Заботам моих братьев поручили маленькое хилое существо, которому было запрещено бегать, и они зевали от скуки.

В ответ на мои похвалы ее акварелям Марта скромно отвечала, что это всего лишь этюды. Сама она не придавала им большого значения и обещала показать мне другие, лучше, со «стилизованными», как она выразилась, цветами. На первый раз я счел за благо промолчать и не говорить ей, что нахожу подобные цветы смешными.

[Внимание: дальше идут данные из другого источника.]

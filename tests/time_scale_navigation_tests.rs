use approx::assert_abs_diff_eq;
use chart_engine::api::{ChartEngine, ChartOptions};
use chart_engine::core::{Point, SeriesDataItem, SeriesKind, SeriesOptions, Time};
use chart_engine::interaction::{InputEvent, WheelDelta, WheelDeltaMode};
use chart_engine::model::LogicalRange;
use chart_engine::render::{NullRenderer, SurfaceId};

const DAY: i64 = 86_400;
const START: i64 = 1_700_006_400;

fn build_engine(bars: i64) -> ChartEngine<NullRenderer> {
    let mut engine =
        ChartEngine::new(NullRenderer::default(), ChartOptions::default()).expect("engine init");
    let line = engine
        .add_series(SeriesKind::Line, SeriesOptions::default())
        .expect("series");
    let items: Vec<_> = (0..bars)
        .map(|i| SeriesDataItem::value(START + i * DAY, 50.0 + (i as f64 * 0.3).sin() * 10.0))
        .collect();
    engine.set_series_data(line, &items).expect("data");
    engine.on_animation_frame(0.0).expect("first frame");
    engine
}

#[test]
fn empty_time_scale_has_no_visible_range_or_coordinates() {
    let mut engine =
        ChartEngine::new(NullRenderer::default(), ChartOptions::default()).expect("engine");
    assert!(engine.visible_logical_range().is_none());
    assert!(engine.visible_range().is_none());
    assert!(engine.logical_to_coordinate(3.0).is_none());
    assert!(engine.coordinate_to_time(10.0).is_none());
}

#[test]
fn fit_content_is_queued_until_the_next_frame() {
    let mut engine = build_engine(100);
    let spacing_before = engine.bar_spacing();

    engine.fit_content();
    assert_eq!(engine.bar_spacing(), spacing_before);
    assert!(engine.has_pending_frame());

    engine.on_animation_frame(16.0).expect("frame");
    let range = engine.visible_logical_range().expect("range");
    assert_abs_diff_eq!(range.right(), 99.0, epsilon = 1e-9);
    assert!(range.left().abs() < 1.0, "left edge {}", range.left());
}

#[test]
fn last_queued_range_action_wins() {
    let mut engine = build_engine(200);
    engine.fit_content();
    engine
        .set_visible_logical_range(LogicalRange::new(120.0, 160.0))
        .expect("range");
    engine.on_animation_frame(16.0).expect("frame");

    let range = engine.visible_logical_range().expect("range");
    assert_abs_diff_eq!(range.right(), 160.0, epsilon = 1e-9);
    assert!((range.left() - 120.0).abs() < 1.0);
}

#[test]
fn invalid_ranges_are_rejected() {
    let mut engine = build_engine(20);
    assert!(
        engine
            .set_visible_logical_range(LogicalRange::new(10.0, 2.0))
            .is_err()
    );
    assert!(
        engine
            .set_visible_logical_range(LogicalRange::new(f64::NAN, 2.0))
            .is_err()
    );
    assert!(
        engine
            .set_visible_range(&Time::Timestamp(START + 5 * DAY), &Time::Timestamp(START))
            .is_err()
    );
    assert!(engine.set_bar_spacing(0.0).is_err());
    assert!(engine.set_right_offset(f64::INFINITY).is_err());
}

#[test]
fn visible_time_range_maps_back_to_bar_times() {
    let mut engine = build_engine(60);
    engine
        .set_visible_range(
            &Time::Timestamp(START + 10 * DAY),
            &Time::Timestamp(START + 30 * DAY),
        )
        .expect("range");
    engine.on_animation_frame(16.0).expect("frame");

    let (from, to) = engine.visible_range().expect("visible times");
    assert_eq!(to, Time::Timestamp(START + 30 * DAY));
    let Time::Timestamp(from) = from else {
        panic!("timestamps in, timestamps out");
    };
    assert!((from - (START + 10 * DAY)).abs() <= DAY);
}

#[test]
fn scrolling_into_the_past_keeps_two_bars_in_view() {
    let mut engine = build_engine(30);
    engine.set_right_offset(-1_000.0).expect("offset");
    engine.on_animation_frame(16.0).expect("frame");

    assert_abs_diff_eq!(engine.right_offset(), -28.0, epsilon = 1e-9);
    let (from, to) = engine.visible_range().expect("bars in view");
    assert_eq!(from, Time::Timestamp(START));
    assert_eq!(to, Time::Timestamp(START + DAY));
}

#[test]
fn wheel_zoom_keeps_the_logical_index_under_the_pointer() {
    let mut engine = build_engine(500);
    let x = 300.0;
    let before = engine.coordinate_to_logical(x).expect("logical");
    let spacing_before = engine.bar_spacing();

    let wheel = InputEvent::wheel(
        Point::new(x, 100.0),
        WheelDelta {
            delta_x: 0.0,
            delta_y: -100.0,
            mode: WheelDeltaMode::Pixel,
        },
        10.0,
    );
    let output = engine
        .handle_input(SurfaceId::PaneTop(0), &wheel)
        .expect("wheel");
    assert!(output.prevent_default);
    assert!(engine.bar_spacing() > spacing_before);

    let after = engine.coordinate_to_logical(x).expect("logical");
    assert_abs_diff_eq!(before, after, epsilon = 1e-9);
}

#[test]
fn animated_scroll_runs_its_full_duration_on_frame_time() {
    let mut engine = build_engine(300);
    engine.set_right_offset(-50.0).expect("offset");
    // The host frame clock is already well ahead of engine construction.
    engine.on_animation_frame(5_000.0).expect("frame");
    assert_abs_diff_eq!(engine.scroll_position(), -50.0, epsilon = 1e-9);

    engine.scroll_to_real_time().expect("scroll");

    let report = engine.on_animation_frame(5_016.0).expect("frame");
    assert!(report.animating);
    assert_abs_diff_eq!(engine.scroll_position(), -50.0, epsilon = 1e-9);

    let report = engine.on_animation_frame(5_216.0).expect("frame");
    assert!(report.animating);
    assert_abs_diff_eq!(engine.scroll_position(), -25.0, epsilon = 1e-9);

    let report = engine.on_animation_frame(5_416.0).expect("frame");
    assert!(!report.animating);
    assert_abs_diff_eq!(engine.scroll_position(), 0.0, epsilon = 1e-9);
    engine.on_animation_frame(5_432.0).expect("frame");
    assert!(!engine.has_pending_frame());
}

#[test]
fn reset_restores_default_spacing_and_offset() {
    let mut engine = build_engine(100);
    engine.set_bar_spacing(20.0).expect("spacing");
    engine.set_right_offset(-10.0).expect("offset");
    engine.on_animation_frame(16.0).expect("frame");
    assert_abs_diff_eq!(engine.bar_spacing(), 20.0, epsilon = 1e-9);

    engine.reset_time_scale();
    engine.on_animation_frame(32.0).expect("frame");
    assert_abs_diff_eq!(engine.bar_spacing(), 6.0, epsilon = 1e-9);
    assert_abs_diff_eq!(engine.right_offset(), 0.0, epsilon = 1e-9);
}

#[test]
fn time_and_coordinate_queries_agree() {
    let engine = build_engine(50);
    let time = Time::Timestamp(START + 42 * DAY);
    let x = engine
        .time_to_coordinate(&time)
        .expect("valid time")
        .expect("bar exists");
    assert_eq!(engine.coordinate_to_time(x), Some(time));
    assert_eq!(
        engine
            .time_to_coordinate(&Time::Timestamp(START + 42 * DAY + 1))
            .expect("valid time"),
        None
    );
}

Разглядеть меня как следует ей мешала шляпка. Я же вовсю глазел на нее.

— Вы мало похожи на вашу мать, — заметил я.

Это был комплимент.

— Мне иногда говорят это; но когда вы побываете у нас, я покажу вам мамины фотографии, я очень похожа на нее в молодости.

Меня этот ответ огорчил, и я стал молить Бога не дать мне лицезреть Марту в возрасте ее матери.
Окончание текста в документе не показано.